Now, for anyone who has been following this issue closely, they would know that the Environmental Protection Agency (EPA) released a draft assessment “on the potential impacts of hydraulic fracturing activites on drinking water resources” last summer. In a (what can only be described as misleading) press release, the agency claimed that fracking has “not led to widespread systemic impacts to drinking water resources.”
How do we make sense of these conflicting messages?
Lacking clarity
Since the report’s release, an EPA Scientific Advisory Board (SAB) has publicly met multiple times to deliberate the findings and review public comments (including those provided by more than 18,000 UCS supporters and Science Network members last September). So far, several of the SAB panelists agree that the EPA’s high-level conclusion that the agency did not find “widespread, systemic impacts” is not representative of the data presented in the 998 pages of the report.

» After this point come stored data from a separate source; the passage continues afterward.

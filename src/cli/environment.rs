//! Environment lifecycle commands.

use std::sync::Arc;

use crate::config::EnvironmentConfig;
use crate::engine::{ContainerEngine, DockerEngine};
use crate::environment::{Container, ContainerManager, Environment, Orchestrator};

async fn connect() -> anyhow::Result<Arc<dyn ContainerEngine>> {
    let engine = DockerEngine::connect().await?;
    Ok(Arc::new(engine))
}

fn describe(config: &EnvironmentConfig, env: &Environment) {
    println!("Environment ready on network '{}':", env.network.name);
    println!(
        "  {} ({}) -> 127.0.0.1:{}",
        env.dependency.name, env.dependency.id, config.db_port
    );
    println!(
        "  {} ({}) -> 127.0.0.1:{}",
        env.app.name, env.app.id, config.app_port
    );
}

/// Bring the environment up and leave it running.
pub async fn run_up_command(config: &EnvironmentConfig) -> anyhow::Result<()> {
    let engine = connect().await?;
    let mut orchestrator = Orchestrator::builder(engine, config.to_plan())
        .sink(config.output.sink())
        .dependency_probe(config.dependency_probe())
        .build();

    let env = orchestrator.bring_up().await.map_err(|e| {
        anyhow::anyhow!("{} stage failed for '{}': {}", e.stage(), e.resource(), e)
    })?;
    describe(config, &env);
    println!("Run 'testbed down' to stop it.");
    Ok(())
}

/// Run `command` against a fresh environment and return its exit code.
///
/// The environment is torn down whatever the command's outcome.
pub async fn run_test_command(
    config: &EnvironmentConfig,
    command: Vec<String>,
) -> anyhow::Result<i32> {
    let Some(program) = command.first().cloned() else {
        anyhow::bail!("No test command given");
    };

    let engine = connect().await?;
    let mut orchestrator = Orchestrator::builder(engine, config.to_plan())
        .sink(config.output.sink())
        .dependency_probe(config.dependency_probe())
        .build();

    let app_url = format!("http://127.0.0.1:{}", config.app_port);
    let (status, report) = orchestrator
        .run(|env| async move {
            tracing::info!("Running tests: {}", command.join(" "));
            tokio::process::Command::new(&command[0])
                .args(&command[1..])
                .env("TESTBED_APP_URL", &app_url)
                .env("TESTBED_NETWORK", &env.network.name)
                .status()
                .await
        })
        .await
        .map_err(|e| {
            anyhow::anyhow!("{} stage failed for '{}': {}", e.stage(), e.resource(), e)
        })?;

    if !report.is_clean() {
        eprintln!("Teardown finished with {} failure(s):", report.failures.len());
        for failure in &report.failures {
            eprintln!("  {}", failure);
        }
    }

    let status = status.map_err(|e| anyhow::anyhow!("Failed to run '{}': {}", program, e))?;
    // Killed by a signal: no code.
    Ok(status.code().unwrap_or(1))
}

/// Stop the environment's containers by name, without draining logs.
pub async fn run_down_command(config: &EnvironmentConfig) -> anyhow::Result<()> {
    let engine = connect().await?;
    let containers = ContainerManager::new(engine, config.output.sink())
        .with_stop_timeout(std::time::Duration::from_secs(config.stop_timeout_secs));

    let mut failures = 0;
    for name in [&config.app_name, &config.db_name] {
        let Some(id) = containers.lookup(name).await? else {
            println!("  {} not found", name);
            continue;
        };
        let container = Container {
            id,
            name: name.clone(),
        };

        let mut result = containers.stop(&container, false).await;
        if result.is_ok() && !config.keep_containers {
            result = containers.remove(&container).await;
        }

        match result {
            Ok(()) => println!("  {} stopped", name),
            Err(e) => {
                tracing::warn!("Teardown: {}", e);
                println!("  {} failed: {}", name, e);
                failures += 1;
            }
        }
    }

    if failures > 0 {
        anyhow::bail!("{} container(s) could not be stopped", failures);
    }
    Ok(())
}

This phrasing in the executive summary and the press release, which the EPA intentionally chose to put front and center, has become a lightning rod for the agency, the SAB, and the public. Consequently, industry has used this to suggest that there aren’t any problems with fracking activities, despite the fact that the report itself and the initial external scientific opinion is contrary, with the panel going so far as to say that the wording “does not reflect the uncertainties and data limitations” described in the assessment.
The SAB most recently met on Monday, and will meet at least once more today. Ultimately, the panel is responsible for providing feedback to the agency that hopefully the EPA will take into account before finalizing the assessment. The SAB is expected to complete its review in the next month or so, and in an initial draft report (not yet final) to EPA Administrator Gina McCarthy, has raised concerns and asked for more clarity around the major findings.

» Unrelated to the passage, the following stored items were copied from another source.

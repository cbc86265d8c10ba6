use std::collections::BTreeMap;
use std::path::PathBuf;
use std::sync::Arc;
use std::time::Duration;

use secrecy::{ExposeSecret, SecretString};

use crate::config::helpers::{optional_env, parse_bool_env, parse_optional_env, parse_pairs};
use crate::environment::{
    AppSpec, EnvironmentPlan, NullSink, OutputSink, ReadinessProbe, ServiceSpec, StdioSink,
    TracingSink,
};
use crate::error::ConfigError;

/// Where pull/build progress and drained container logs go.
#[derive(Debug, Clone, Copy, PartialEq, Eq, Default)]
pub enum OutputMode {
    /// Host stdout/stderr.
    #[default]
    Stdio,
    /// `tracing` events.
    Log,
    /// Discarded.
    Quiet,
}

impl OutputMode {
    pub fn sink(&self) -> Arc<dyn OutputSink> {
        match self {
            Self::Stdio => Arc::new(StdioSink),
            Self::Log => Arc::new(TracingSink),
            Self::Quiet => Arc::new(NullSink),
        }
    }
}

impl std::fmt::Display for OutputMode {
    fn fmt(&self, f: &mut std::fmt::Formatter<'_>) -> std::fmt::Result {
        match self {
            Self::Stdio => write!(f, "stdio"),
            Self::Log => write!(f, "log"),
            Self::Quiet => write!(f, "quiet"),
        }
    }
}

impl std::str::FromStr for OutputMode {
    type Err = String;

    fn from_str(s: &str) -> Result<Self, Self::Err> {
        match s.to_lowercase().as_str() {
            "stdio" | "stdout" => Ok(Self::Stdio),
            "log" | "tracing" => Ok(Self::Log),
            "quiet" | "none" => Ok(Self::Quiet),
            _ => Err(format!(
                "invalid output mode '{}', expected 'stdio', 'log' or 'quiet'",
                s
            )),
        }
    }
}

/// Integration environment configuration.
///
/// Defaults describe a SQL Server dependency and an application built from
/// the current directory.
#[derive(Debug, Clone)]
pub struct EnvironmentConfig {
    /// Network both containers join.
    pub network: String,

    // -- Dependency --
    pub db_name: String,
    pub db_image: String,
    pub db_port: u16,
    pub db_password: SecretString,

    // -- Application --
    pub app_name: String,
    pub app_tag: String,
    pub app_source: PathBuf,
    pub app_port: u16,
    /// Extra variables for the application container.
    pub app_env: Vec<(String, String)>,
    pub health_path: String,

    // -- Lifecycle --
    pub ready_attempts: u32,
    pub ready_interval_ms: u64,
    pub stop_timeout_secs: u64,
    /// Keep stopped containers after teardown (for debugging).
    pub keep_containers: bool,
    pub output: OutputMode,
}

impl Default for EnvironmentConfig {
    fn default() -> Self {
        Self {
            network: "stock-engine-integration".to_string(),
            db_name: "sql-server".to_string(),
            db_image: "mcr.microsoft.com/azure-sql-edge".to_string(),
            db_port: 1433,
            db_password: SecretString::from("yourStrong!Password"),
            app_name: "app-container".to_string(),
            app_tag: "app-container".to_string(),
            app_source: PathBuf::from("."),
            app_port: 10000,
            app_env: Vec::new(),
            health_path: "/health".to_string(),
            ready_attempts: 60,
            ready_interval_ms: 500,
            stop_timeout_secs: 30,
            keep_containers: false,
            output: OutputMode::default(),
        }
    }
}

impl EnvironmentConfig {
    pub(crate) fn resolve() -> Result<Self, ConfigError> {
        let defaults = Self::default();

        let app_name = optional_env("TESTBED_APP_NAME")?.unwrap_or(defaults.app_name);
        let app_tag = optional_env("TESTBED_APP_TAG")?.unwrap_or_else(|| app_name.clone());

        let app_env = match optional_env("TESTBED_APP_ENV")? {
            Some(raw) => parse_pairs("TESTBED_APP_ENV", &raw)?,
            None => defaults.app_env,
        };

        let output = if let Some(mode) = optional_env("TESTBED_OUTPUT")? {
            mode.parse().map_err(|e| ConfigError::InvalidValue {
                key: "TESTBED_OUTPUT".to_string(),
                message: e,
            })?
        } else {
            defaults.output
        };

        let db_port = parse_optional_env("TESTBED_DB_PORT", defaults.db_port)?;
        let app_port = parse_optional_env("TESTBED_APP_PORT", defaults.app_port)?;
        if db_port == app_port {
            return Err(ConfigError::InvalidValue {
                key: "TESTBED_APP_PORT".to_string(),
                message: format!("port {} is already used by the dependency", app_port),
            });
        }

        Ok(Self {
            network: optional_env("TESTBED_NETWORK")?.unwrap_or(defaults.network),
            db_name: optional_env("TESTBED_DB_NAME")?.unwrap_or(defaults.db_name),
            db_image: optional_env("TESTBED_DB_IMAGE")?.unwrap_or(defaults.db_image),
            db_port,
            db_password: optional_env("TESTBED_DB_PASSWORD")?
                .map(SecretString::from)
                .unwrap_or(defaults.db_password),
            app_name,
            app_tag,
            app_source: optional_env("TESTBED_APP_SOURCE")?
                .map(PathBuf::from)
                .unwrap_or(defaults.app_source),
            app_port,
            app_env,
            health_path: optional_env("TESTBED_HEALTH_PATH")?.unwrap_or(defaults.health_path),
            ready_attempts: parse_optional_env("TESTBED_READY_ATTEMPTS", defaults.ready_attempts)?,
            ready_interval_ms: parse_optional_env(
                "TESTBED_READY_INTERVAL_MS",
                defaults.ready_interval_ms,
            )?,
            stop_timeout_secs: parse_optional_env(
                "TESTBED_STOP_TIMEOUT_SECS",
                defaults.stop_timeout_secs,
            )?,
            keep_containers: parse_bool_env("TESTBED_KEEP_CONTAINERS", defaults.keep_containers)?,
            output,
        })
    }

    /// Connection string the application uses to reach the dependency by hostname.
    pub fn connection_string(&self) -> SecretString {
        SecretString::from(format!(
            "Server={};User Id=sa;Password={};pooling=true;Encrypt=True;TrustServerCertificate=True;",
            self.db_name,
            self.db_password.expose_secret()
        ))
    }

    /// Dependency readiness check: a SQL Server login when the `mssql`
    /// feature is on, otherwise a TCP connect.
    pub fn dependency_probe(&self) -> Arc<dyn ReadinessProbe> {
        #[cfg(feature = "mssql")]
        {
            Arc::new(crate::environment::MssqlProbe::localhost(
                self.db_port,
                "sa",
                self.db_password.clone(),
            ))
        }
        #[cfg(not(feature = "mssql"))]
        {
            Arc::new(crate::environment::TcpProbe::localhost(self.db_port))
        }
    }

    /// Build the environment plan these settings describe.
    pub fn to_plan(&self) -> EnvironmentPlan {
        let dependency_env = BTreeMap::from([
            ("ACCEPT_EULA".to_string(), "Y".to_string()),
            (
                "MSSQL_SA_PASSWORD".to_string(),
                self.db_password.expose_secret().to_string(),
            ),
        ]);

        let mut app_env: BTreeMap<String, String> = self.app_env.iter().cloned().collect();
        app_env.insert(
            "SQL_CONNECTIONSTRING".to_string(),
            self.connection_string().expose_secret().to_string(),
        );

        let mut plan = EnvironmentPlan::new(
            self.network.clone(),
            ServiceSpec {
                name: self.db_name.clone(),
                image: self.db_image.clone(),
                port: self.db_port,
                env: dependency_env,
            },
            AppSpec {
                name: self.app_name.clone(),
                tag: self.app_tag.clone(),
                source_dir: self.app_source.clone(),
                port: self.app_port,
                env: app_env,
                health_path: self.health_path.clone(),
            },
        );
        plan.max_attempts = self.ready_attempts;
        plan.poll_interval = Duration::from_millis(self.ready_interval_ms);
        plan.stop_timeout = Duration::from_secs(self.stop_timeout_secs);
        plan.keep_on_teardown = self.keep_containers;
        plan
    }
}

Specifically, the SAB has hinted at asking for clearer definitions of “systemic” and “widespread,” and will most likely ask the EPA to appropriately recognize the importance of local impacts related to fracking activities in the executive summary and supporting materials, instead of downplaying them.
An inherent contradiction
However, there is some dissent. Led by Walter Hufford, who works for Talisman Energy, a handful of SAB panelists believe that the EPA’s topline finding is accurate and does not need any modification. This goes against what many of the panelists believe, and, also downplays the impacts of fracking activities in communities across the country.
More importantly, as my colleague Dr. Gretchen Goldman noted last summer, the draft assessment itself “found specific instances where well integrity and waste water management related to hydraulic fracturing activities impacted drinking water resources” and identified several pathways through which risk of water contamination exists.
This inherent contradiction is exactly why there needs to be more clarity in what the EPA is trying to say.
Questioning the definition
Hufford is also questioning what the EPA actually means when it talks about fracking in the assessment. During Monday’s meeting, he argued that the word “fracking” only refers to injecting water and chemicals at a high pressure into a well, and not the other activities associated with the “frack job,” such as constructing a well pad (before fracking) or transporting wastewater (after fracking). In his world, if wastewater from a fracked well polluted a water source (happened just yesterday in Ohio), it wouldn’t be as a result of “fracking.”
But this is a tortured argument at best. In the eyes of a community dealing with the impacts of fracking activities, there is no difference. And this is one thing the EPA is actually clear about. In all their materials, the agency continually refers to the topic of study as “hydraulic fracturing activities,” not just hydraulic fracturing (emphasis added), and specifically defines that these activities include everything from water acquisition to wastewater treatment and disposal.
It’s about information
As Dr. Goldman wrote, the point of this study, or any other fracking study, shouldn’t be to answer the question of whether we should support fracking, or whether fracking is safe. The point of the science is to tell us about the public health and safety risks of fracking (instead of just pretending they don’t exist), and provide accurate information to communities and policy makers so that they can make a well-informed decision.
The work of the SAB is critical, and the EPA’s final report can help citizens across the country sort through fact versus fiction. That is why the agency needs to get this right, and unambiguously communicate what its research and data suggest.